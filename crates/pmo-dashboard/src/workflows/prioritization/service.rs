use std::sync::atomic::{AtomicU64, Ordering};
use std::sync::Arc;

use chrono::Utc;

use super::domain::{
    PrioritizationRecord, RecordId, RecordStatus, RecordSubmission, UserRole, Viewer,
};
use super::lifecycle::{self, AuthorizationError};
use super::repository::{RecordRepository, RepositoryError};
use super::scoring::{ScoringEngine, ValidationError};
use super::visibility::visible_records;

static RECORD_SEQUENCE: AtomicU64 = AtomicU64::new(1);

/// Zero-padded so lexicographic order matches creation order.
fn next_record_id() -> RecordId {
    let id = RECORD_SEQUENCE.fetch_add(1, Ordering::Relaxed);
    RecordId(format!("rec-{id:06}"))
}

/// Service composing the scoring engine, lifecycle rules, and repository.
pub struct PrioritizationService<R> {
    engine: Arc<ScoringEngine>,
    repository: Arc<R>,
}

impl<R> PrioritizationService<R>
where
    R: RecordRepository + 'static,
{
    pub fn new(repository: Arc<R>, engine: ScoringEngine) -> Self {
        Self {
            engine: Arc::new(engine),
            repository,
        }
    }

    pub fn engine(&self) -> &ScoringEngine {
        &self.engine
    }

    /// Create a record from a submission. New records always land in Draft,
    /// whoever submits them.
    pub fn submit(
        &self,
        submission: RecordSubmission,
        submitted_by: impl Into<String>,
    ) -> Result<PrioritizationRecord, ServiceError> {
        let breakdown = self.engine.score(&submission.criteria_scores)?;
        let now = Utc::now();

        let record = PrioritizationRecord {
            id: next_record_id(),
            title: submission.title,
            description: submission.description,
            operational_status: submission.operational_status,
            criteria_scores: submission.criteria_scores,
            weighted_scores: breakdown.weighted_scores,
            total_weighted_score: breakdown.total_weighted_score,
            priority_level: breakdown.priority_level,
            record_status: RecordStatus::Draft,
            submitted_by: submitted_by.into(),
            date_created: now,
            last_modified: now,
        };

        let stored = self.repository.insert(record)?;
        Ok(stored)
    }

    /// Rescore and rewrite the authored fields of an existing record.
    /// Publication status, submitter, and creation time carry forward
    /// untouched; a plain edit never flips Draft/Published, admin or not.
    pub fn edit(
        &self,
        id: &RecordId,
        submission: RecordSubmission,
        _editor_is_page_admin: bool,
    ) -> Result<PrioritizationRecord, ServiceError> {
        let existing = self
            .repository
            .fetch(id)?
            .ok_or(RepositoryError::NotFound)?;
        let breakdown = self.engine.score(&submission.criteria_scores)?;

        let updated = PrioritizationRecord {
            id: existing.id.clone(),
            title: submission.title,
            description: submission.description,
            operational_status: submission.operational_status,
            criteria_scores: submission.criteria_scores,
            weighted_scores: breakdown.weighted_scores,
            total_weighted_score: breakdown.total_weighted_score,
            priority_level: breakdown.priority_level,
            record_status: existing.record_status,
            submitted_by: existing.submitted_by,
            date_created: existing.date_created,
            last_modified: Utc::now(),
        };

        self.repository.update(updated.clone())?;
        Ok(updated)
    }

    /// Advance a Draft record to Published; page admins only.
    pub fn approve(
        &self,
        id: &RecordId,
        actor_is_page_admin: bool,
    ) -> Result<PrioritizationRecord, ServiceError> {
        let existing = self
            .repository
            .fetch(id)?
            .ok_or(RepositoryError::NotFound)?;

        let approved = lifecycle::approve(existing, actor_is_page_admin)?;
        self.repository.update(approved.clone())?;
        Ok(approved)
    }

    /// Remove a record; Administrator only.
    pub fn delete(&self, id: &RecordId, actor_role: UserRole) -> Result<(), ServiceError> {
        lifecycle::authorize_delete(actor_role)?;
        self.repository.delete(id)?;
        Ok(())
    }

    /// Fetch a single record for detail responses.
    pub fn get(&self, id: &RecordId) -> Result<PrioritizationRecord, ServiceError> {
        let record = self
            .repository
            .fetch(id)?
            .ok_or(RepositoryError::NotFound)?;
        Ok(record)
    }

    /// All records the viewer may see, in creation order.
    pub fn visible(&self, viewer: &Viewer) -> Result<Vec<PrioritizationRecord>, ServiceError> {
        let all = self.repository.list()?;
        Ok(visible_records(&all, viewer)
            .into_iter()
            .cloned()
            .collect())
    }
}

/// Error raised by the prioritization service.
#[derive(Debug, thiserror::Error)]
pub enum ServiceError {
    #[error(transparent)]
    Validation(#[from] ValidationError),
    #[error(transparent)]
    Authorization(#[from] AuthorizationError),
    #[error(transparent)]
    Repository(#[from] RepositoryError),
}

+ + + +

DIRECTIONS —
Quote the data above from the line containing "pub fn delete(&self, id: &RecordId, actor_role: UserRole)" to the line containing "for detail responses.", inclusive, and stop.

YOUR RESPONSE —
    pub fn delete(&self, id: &RecordId, actor_role: UserRole) -> Result<(), ServiceError> {
        lifecycle::authorize_delete(actor_role)?;
        self.repository.delete(id)?;
        Ok(())
    }

    /// Fetch a single record for detail responses.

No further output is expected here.